Plusieurs travaux ont analysé l’impact d’un syndrome dépressif sur le pronostic d’une insuffisance coronaire après avoir fait intervenir des facteurs de correction tenant compte de la présence des facteurs de risques classiques : hypertension artérielle, tabagisme, dyslipidémie, diabète, obésité. Des études d’observation montrent que les dépressions sont des facteurs de risque coronaire dans la population générale [3-6]. L’étude la plus convaincante est une étude prospective de très grande échelle, longitudinale, sur une cohorte importante, menée entre 1986 et 2001 [5]. Elle résulte du cumul de sept études portant sur des cohortes de 780 à 8 000 patients suivis en moyenne pendant onze ans. Le diagnostic de dépression repose soit sur des examens psychiatriques systématiques soit sur des questionnaires spécifiques, validés par des psychiatres. Les conclusions sont claires : une tendance dépressive est un facteur de risque indépendant de cardiopathie ischémique. L’interaction entre une dépression et une maladie coronaire persiste après des corrections faisant intervenir des facteurs démographiques et les facteurs de risque reconnus [6]. Le risque relatif (RR) d’infarctus du myocarde chez des patients atteints de syndromes dépressifs, varie de 1,6 (IC 95 % RR 1 ,03-2,3) à 4,5 (IC 95 % 1,7-12,4). Ce danger accru d’infarctus est constaté dans toutes les formes de dépression même dans les formes
mineures. Dans une cohorte de 2 832 sujets sans antécédent coronarien ou atteinte pathologique grave connue, 11 % avaient une tendance dépressive, 2 % une dépression sévère, 10,8 % une dépression modérée. Après correction statistique, le risque de décès par atteinte coronaire était de 1,6-2,1-1,9 (IC 95 % 1,2-3,9). Des études prospectives récentes confirment ces données. Aux Etats-Unis, la « Precursors Study » permit la surveillance au plan cardiaque de 1 190 étudiants de sexe masculin suivis pendant près de trente ans. L’incidence de syndromes dépressifs atteint 12 %, multipliant par deux le risque d’évènement coronarien [7]. La Cardiovascular Health Study étudiant le devenir de 5 201 patients au cours d’un suivi de six ans, aboutit à des conclusions identiques [8]. Une étude cas témoin très récente, incluse dans la Prospective Epidemiological Study of Myocardial Infarction, réalisée chez des hommes en bonne santé recrutés à Belfast et en France, confirme que la présence d’un état dépressif est corrélée statistiquement au développement d’une maladie coronaire [9].

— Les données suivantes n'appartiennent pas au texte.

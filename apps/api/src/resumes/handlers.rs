use axum::{extract::State, Json};

use crate::errors::AppError;
use crate::extract::{AppJson, AppPath};
use crate::models::resume::{ResumePayload, ResumeRow};
use crate::resumes::service;
use crate::state::AppState;

/// POST /api/resume/:applicant_id/addResume
pub async fn handle_add(
    State(state): State<AppState>,
    AppPath(applicant_id): AppPath<i64>,
    AppJson(payload): AppJson<ResumePayload>,
) -> Result<Json<ResumeRow>, AppError> {
    let resume = service::add_resume(
        state.store.as_ref(),
        state.config.resume_policy,
        applicant_id,
        payload,
    )
    .await?;
    Ok(Json(resume))
}
//! Persistence gateway.
//!
//! `Store` is the only seam between the services and storage. `PgStore` is the
//! production backend; `MemoryStore` keeps everything in process and backs the
//! test suite and `STORAGE_BACKEND=memory`.
//!
//! `AppState` holds an `Arc<dyn Store>`, chosen at startup via config.

pub mod memory;
pub mod postgres;

use async_trait::async_trait;

use crate::errors::AppError;
use crate::models::applicant::{ApplicantGraph, ApplicantRow};
use crate::models::application::{ApplicationRow, NewApplication};
use crate::models::job::{JobRow, LinkedJobRow, NewJob};
use crate::models::resume::ResumeRow;

pub use memory::MemoryStore;
pub use postgres::PgStore;

#[async_trait]
pub trait Store: Send + Sync {
    // ── Applicants ──────────────────────────────────────────────────────────

    /// Writes the whole graph atomically and returns the applicant id.
    /// Fails with `NotFound` if the graph refers to an applicant, application or
    /// job that does not exist; nothing is persisted in that case.
    /// On a re-save (`graph.id` set) the graph's jobs replace the stored links.
    async fn save_applicant_graph(&self, graph: &ApplicantGraph) -> Result<i64, AppError>;

    async fn find_applicant(&self, id: i64) -> Result<Option<ApplicantRow>, AppError>;

    /// All applicants ordered by id.
    async fn list_applicants(&self) -> Result<Vec<ApplicantRow>, AppError>;

    /// Exact status match, ordered by name then id.
    async fn list_applicants_by_status(&self, status: &str)
        -> Result<Vec<ApplicantRow>, AppError>;

    /// Literal, case-sensitive substring match on name, ordered by id.
    async fn search_applicants_by_name(
        &self,
        fragment: &str,
    ) -> Result<Vec<ApplicantRow>, AppError>;

    async fn page_applicants(&self, offset: i64, limit: i64)
        -> Result<Vec<ApplicantRow>, AppError>;

    async fn count_applicants(&self) -> Result<i64, AppError>;

    // ── Related rows, batched by owner ──────────────────────────────────────

    async fn resumes_for(&self, applicant_ids: &[i64]) -> Result<Vec<ResumeRow>, AppError>;

    async fn applications_for(&self, applicant_ids: &[i64])
        -> Result<Vec<ApplicationRow>, AppError>;

    async fn jobs_for(&self, applicant_ids: &[i64]) -> Result<Vec<LinkedJobRow>, AppError>;

    // ── Résumés ─────────────────────────────────────────────────────────────

    /// Fails with `Conflict` if the applicant already has a résumé.
    async fn insert_resume(&self, applicant_id: i64, content: &str)
        -> Result<ResumeRow, AppError>;

    /// Inserts, or overwrites the content of the existing résumé (keeping its id).
    async fn upsert_resume(&self, applicant_id: i64, content: &str)
        -> Result<ResumeRow, AppError>;

    // ── Applications ────────────────────────────────────────────────────────

    async fn insert_application(
        &self,
        applicant_id: i64,
        application: &NewApplication,
    ) -> Result<ApplicationRow, AppError>;

    // ── Jobs ────────────────────────────────────────────────────────────────

    async fn insert_job(&self, job: &NewJob) -> Result<JobRow, AppError>;

    async fn find_job(&self, id: i64) -> Result<Option<JobRow>, AppError>;

    /// All jobs ordered by id.
    async fn list_jobs(&self) -> Result<Vec<JobRow>, AppError>;

    /// Add-if-absent link between an applicant and a job. Returns `true` when a
    /// new join row was written.
    async fn link_job(&self, applicant_id: i64, job_id: i64) -> Result<bool, AppError>;

    /// Applicants linked to a job, ordered by id.
    async fn applicants_for_job(&self, job_id: i64) -> Result<Vec<ApplicantRow>, AppError>;
}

Patients atteints d’une maladie coronaire

Chez les patients ayant une athérosclérose coronaire confirmée par l’angiographie, même sans infarctus ou angor instable, la détection de cette pathologie à haut risque a toujours un important retentissement psychologique et peut faciliter l’apparition d’un syndrome dépressif. Mais son diagnostic est trop souvent méconnu et il est trop souvent considéré comme normal, banal, par le médecin et l’entourage familial, qu’un sujet dont la vie est menacée par une affection grave, sombre dans le découragement, une tristesse invincible. Une tendance dépressive ne doit pas être considérée comme une réaction normale à un accident ou une pathologie cardiaque. Chez les patients atteints d’infarctus la prévalence d’un syndrome dépressif atteint 20 à 25 % et des signes de dépression mineure sont retrouvés chez 27 à 40 % des patients [10, 11]. Les risques relatifs d’accident grave ou de décès sont multipliés par deux et 2,5 [12, 13]. Ces patients sont sujets à un taux de complications élevé avec des réhospitalisations pour récidives douloureuses, arythmies, insuffisance cardiaque.

Dans deux études canadiennes comportant des effectifs importants et un suivi de plusieurs années, l’apparition d’une dépression dans les suites d’un infarctus est corrélée à une morbidité augmentée et une surmortalité [14, 15]. Les autres facteurs du pronostic considérés étaient la classe Killip à l’hospitalisation, le type d’infarctus avec ou sans onde Q, la fraction d’éjection et la présence d’un tabagisme. Une dépression grave est un facteur de mauvais pronostic aussi important qu’une dysfonction ventriculaire post infarctus. Au cours des enregistrements électrocardiographiques de longue durée, une forte prévalence de tachycardies ventriculaires, a été détectée chez les patients déprimés.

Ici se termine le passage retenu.